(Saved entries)
= = = = =

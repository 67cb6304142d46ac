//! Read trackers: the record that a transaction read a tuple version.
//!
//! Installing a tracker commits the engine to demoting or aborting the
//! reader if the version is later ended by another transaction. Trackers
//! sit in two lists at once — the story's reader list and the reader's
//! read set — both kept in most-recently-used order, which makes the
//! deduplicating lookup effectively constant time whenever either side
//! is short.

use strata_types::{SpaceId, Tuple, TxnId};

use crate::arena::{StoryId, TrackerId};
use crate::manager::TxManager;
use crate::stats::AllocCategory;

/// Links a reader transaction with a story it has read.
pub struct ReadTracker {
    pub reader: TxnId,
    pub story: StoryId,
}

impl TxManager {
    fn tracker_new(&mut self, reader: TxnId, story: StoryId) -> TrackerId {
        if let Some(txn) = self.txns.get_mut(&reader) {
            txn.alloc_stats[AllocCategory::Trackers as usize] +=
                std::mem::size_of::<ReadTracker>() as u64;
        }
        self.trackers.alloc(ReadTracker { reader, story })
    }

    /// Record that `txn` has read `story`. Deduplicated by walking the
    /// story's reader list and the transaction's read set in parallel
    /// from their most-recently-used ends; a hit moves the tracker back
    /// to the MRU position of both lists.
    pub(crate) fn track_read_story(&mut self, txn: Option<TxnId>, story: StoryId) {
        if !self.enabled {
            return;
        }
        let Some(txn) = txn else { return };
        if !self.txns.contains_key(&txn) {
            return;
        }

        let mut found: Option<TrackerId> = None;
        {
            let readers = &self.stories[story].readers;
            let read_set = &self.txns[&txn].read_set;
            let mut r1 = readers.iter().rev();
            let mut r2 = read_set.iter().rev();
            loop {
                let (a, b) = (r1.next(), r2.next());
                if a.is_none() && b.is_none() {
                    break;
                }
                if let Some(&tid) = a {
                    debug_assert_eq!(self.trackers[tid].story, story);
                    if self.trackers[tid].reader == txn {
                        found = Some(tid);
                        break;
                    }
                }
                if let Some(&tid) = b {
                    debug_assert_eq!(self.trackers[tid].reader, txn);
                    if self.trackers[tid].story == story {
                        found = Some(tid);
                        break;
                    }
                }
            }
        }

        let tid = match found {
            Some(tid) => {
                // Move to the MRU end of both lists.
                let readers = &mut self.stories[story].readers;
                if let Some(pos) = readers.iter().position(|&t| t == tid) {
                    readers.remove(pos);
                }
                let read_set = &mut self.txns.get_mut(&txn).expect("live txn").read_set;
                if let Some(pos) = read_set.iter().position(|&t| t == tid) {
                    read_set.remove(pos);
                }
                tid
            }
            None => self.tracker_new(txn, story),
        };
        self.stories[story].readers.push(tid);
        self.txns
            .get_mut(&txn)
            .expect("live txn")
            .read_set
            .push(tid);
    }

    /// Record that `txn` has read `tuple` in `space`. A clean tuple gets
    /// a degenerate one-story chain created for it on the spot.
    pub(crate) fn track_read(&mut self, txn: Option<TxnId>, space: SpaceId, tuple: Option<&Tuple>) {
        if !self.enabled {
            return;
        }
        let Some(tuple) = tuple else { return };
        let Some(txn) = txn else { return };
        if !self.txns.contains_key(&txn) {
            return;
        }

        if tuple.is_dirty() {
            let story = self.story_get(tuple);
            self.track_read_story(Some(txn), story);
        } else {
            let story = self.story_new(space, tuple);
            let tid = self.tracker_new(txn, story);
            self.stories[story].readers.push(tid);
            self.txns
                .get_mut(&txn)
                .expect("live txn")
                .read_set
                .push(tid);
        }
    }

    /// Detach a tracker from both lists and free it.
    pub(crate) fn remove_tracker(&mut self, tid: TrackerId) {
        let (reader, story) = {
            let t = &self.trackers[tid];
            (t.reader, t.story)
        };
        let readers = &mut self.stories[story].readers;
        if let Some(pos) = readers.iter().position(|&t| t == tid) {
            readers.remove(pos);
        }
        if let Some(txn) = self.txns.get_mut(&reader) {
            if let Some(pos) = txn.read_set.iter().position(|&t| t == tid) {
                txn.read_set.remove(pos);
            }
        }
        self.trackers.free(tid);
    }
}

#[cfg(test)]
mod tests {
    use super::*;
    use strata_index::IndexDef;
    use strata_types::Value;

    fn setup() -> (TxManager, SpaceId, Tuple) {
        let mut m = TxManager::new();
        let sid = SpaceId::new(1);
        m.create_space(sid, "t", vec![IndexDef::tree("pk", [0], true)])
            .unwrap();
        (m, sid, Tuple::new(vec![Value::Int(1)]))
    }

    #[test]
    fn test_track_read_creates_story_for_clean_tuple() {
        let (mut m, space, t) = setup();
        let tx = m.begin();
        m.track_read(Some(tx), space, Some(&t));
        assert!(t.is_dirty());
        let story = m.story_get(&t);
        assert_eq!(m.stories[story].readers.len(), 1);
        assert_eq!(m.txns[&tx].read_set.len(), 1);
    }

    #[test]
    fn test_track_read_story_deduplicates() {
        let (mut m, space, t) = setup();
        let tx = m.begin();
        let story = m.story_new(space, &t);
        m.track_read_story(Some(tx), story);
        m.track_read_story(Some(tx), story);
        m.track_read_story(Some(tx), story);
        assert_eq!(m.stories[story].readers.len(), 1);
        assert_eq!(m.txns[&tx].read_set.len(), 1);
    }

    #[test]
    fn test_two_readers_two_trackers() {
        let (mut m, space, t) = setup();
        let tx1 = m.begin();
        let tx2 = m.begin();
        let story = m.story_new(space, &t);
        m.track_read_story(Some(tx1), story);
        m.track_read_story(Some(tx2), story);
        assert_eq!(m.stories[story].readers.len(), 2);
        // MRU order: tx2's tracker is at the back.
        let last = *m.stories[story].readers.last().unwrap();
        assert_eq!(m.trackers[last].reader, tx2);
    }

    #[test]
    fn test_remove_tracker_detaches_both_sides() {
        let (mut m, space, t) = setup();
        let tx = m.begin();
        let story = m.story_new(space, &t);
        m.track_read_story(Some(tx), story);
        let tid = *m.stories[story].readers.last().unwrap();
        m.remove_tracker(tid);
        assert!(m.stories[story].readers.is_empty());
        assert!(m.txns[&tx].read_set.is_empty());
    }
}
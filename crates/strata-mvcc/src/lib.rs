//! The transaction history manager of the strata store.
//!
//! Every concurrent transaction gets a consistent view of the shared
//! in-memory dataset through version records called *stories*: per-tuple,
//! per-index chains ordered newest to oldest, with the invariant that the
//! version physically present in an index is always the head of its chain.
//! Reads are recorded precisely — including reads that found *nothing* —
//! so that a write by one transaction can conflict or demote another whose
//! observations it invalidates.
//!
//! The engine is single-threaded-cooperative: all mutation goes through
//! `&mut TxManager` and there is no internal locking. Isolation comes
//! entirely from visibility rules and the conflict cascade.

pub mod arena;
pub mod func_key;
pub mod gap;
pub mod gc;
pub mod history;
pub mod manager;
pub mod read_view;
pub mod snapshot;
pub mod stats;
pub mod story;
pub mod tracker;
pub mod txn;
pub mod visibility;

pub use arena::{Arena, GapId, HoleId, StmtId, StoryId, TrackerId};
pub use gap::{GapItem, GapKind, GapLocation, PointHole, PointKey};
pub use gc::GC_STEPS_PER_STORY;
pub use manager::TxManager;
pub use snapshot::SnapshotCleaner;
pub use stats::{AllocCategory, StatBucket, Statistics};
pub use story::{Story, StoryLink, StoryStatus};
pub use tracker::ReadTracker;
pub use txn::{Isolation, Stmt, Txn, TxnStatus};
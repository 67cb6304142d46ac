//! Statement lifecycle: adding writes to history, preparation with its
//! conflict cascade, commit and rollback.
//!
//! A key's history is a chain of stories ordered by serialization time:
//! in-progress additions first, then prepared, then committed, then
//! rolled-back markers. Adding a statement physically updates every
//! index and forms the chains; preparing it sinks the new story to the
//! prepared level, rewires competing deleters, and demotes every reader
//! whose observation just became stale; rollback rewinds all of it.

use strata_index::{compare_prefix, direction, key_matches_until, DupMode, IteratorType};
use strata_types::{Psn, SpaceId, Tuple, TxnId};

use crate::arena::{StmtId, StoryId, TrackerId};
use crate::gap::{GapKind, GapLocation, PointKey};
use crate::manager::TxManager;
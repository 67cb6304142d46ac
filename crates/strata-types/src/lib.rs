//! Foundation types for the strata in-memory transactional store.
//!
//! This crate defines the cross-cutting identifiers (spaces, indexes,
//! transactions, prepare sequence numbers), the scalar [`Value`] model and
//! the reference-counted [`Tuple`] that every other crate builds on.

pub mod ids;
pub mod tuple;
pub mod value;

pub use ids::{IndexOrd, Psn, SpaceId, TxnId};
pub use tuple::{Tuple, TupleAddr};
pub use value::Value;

= = = = =

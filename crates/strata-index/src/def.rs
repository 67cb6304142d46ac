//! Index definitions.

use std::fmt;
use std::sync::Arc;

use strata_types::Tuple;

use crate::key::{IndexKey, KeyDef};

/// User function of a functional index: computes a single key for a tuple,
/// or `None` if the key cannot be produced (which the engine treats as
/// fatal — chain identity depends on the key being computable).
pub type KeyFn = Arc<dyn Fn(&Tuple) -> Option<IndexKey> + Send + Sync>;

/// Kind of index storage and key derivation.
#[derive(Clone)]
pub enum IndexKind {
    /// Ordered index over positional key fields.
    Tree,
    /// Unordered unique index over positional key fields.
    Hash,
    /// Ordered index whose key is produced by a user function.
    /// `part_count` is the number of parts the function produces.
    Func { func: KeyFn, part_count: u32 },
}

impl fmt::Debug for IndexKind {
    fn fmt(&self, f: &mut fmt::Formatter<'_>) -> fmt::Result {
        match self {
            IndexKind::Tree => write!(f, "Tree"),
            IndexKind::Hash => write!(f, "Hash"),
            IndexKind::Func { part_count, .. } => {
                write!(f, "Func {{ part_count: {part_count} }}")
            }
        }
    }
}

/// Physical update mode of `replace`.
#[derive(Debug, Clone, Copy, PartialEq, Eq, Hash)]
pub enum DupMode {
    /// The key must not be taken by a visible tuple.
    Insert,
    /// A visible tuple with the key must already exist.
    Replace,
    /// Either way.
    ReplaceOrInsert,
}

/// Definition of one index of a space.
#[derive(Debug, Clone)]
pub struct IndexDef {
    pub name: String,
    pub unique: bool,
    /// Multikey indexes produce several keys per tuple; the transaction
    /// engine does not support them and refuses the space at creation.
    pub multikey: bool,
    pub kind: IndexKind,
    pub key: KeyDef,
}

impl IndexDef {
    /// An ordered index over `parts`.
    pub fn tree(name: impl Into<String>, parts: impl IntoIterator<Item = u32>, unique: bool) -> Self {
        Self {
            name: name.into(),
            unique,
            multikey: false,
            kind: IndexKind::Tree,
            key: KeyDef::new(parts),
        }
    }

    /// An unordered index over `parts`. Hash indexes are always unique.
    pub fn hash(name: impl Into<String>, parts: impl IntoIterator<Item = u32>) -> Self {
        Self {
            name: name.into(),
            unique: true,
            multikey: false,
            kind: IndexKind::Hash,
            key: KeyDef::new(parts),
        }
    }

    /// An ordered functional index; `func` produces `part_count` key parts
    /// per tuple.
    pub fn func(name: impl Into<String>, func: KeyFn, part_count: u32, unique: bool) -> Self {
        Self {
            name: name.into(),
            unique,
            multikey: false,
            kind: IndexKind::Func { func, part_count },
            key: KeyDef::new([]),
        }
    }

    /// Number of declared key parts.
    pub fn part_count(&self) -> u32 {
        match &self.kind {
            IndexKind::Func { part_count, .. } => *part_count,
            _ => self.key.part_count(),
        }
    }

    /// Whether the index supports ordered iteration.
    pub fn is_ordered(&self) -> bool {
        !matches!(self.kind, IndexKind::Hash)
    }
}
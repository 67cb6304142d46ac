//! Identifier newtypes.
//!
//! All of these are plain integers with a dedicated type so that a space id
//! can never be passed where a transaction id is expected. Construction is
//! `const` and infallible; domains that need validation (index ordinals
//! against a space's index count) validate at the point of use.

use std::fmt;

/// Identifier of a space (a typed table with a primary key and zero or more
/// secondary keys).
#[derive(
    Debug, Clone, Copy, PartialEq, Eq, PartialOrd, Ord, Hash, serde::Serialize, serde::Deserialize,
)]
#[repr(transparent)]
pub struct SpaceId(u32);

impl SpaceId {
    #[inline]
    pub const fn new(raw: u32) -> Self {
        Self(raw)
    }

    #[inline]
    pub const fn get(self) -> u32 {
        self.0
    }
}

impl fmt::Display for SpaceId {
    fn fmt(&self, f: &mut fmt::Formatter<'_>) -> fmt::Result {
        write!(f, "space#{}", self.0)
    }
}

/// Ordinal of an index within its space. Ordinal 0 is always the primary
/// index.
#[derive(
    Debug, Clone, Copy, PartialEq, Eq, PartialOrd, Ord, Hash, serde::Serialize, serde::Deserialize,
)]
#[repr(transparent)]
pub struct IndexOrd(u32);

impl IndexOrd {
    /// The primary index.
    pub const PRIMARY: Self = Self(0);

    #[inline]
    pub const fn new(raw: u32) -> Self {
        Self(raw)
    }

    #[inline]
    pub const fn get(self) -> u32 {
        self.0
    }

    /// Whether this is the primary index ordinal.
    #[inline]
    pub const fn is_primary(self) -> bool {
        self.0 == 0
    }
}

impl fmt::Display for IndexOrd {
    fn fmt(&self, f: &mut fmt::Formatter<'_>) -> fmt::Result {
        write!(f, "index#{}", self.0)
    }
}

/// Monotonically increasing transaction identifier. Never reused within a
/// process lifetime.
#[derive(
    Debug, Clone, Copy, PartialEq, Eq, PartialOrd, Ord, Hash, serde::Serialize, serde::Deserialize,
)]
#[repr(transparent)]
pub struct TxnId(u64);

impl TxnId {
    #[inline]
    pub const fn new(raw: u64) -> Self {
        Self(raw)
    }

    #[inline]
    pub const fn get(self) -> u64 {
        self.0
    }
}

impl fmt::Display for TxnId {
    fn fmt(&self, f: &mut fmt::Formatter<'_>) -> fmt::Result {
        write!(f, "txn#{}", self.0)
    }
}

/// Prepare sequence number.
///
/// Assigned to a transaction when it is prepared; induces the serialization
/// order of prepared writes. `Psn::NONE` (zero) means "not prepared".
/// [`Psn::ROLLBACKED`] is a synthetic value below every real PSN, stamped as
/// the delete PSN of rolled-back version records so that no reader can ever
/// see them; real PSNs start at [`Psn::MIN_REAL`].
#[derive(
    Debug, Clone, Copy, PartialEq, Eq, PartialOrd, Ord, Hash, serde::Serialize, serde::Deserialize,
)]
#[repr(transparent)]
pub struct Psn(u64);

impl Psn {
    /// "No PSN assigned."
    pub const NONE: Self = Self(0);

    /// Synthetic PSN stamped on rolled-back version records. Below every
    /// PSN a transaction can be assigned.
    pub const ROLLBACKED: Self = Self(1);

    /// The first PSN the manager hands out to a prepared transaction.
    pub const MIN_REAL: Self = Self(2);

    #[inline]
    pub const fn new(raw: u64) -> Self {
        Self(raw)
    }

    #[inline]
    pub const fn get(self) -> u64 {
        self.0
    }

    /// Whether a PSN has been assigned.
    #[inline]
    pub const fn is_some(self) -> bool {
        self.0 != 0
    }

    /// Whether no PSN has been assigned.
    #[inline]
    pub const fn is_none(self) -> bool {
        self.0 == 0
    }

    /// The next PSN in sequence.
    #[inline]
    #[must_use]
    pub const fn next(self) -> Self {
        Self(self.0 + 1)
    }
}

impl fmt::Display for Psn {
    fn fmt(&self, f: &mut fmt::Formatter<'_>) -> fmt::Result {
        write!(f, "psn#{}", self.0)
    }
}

= = = = =

• _Requirement_:
Within the entries, find all lines that contain "TrackerId" and copy each one.

• _Output of the exercise_:
use crate::arena::{StoryId, TrackerId};
    fn tracker_new(&mut self, reader: TxnId, story: StoryId) -> TrackerId {
        let mut found: Option<TrackerId> = None;
    pub(crate) fn remove_tracker(&mut self, tid: TrackerId) {
pub use arena::{Arena, GapId, HoleId, StmtId, StoryId, TrackerId};
use crate::arena::{StmtId, StoryId, TrackerId};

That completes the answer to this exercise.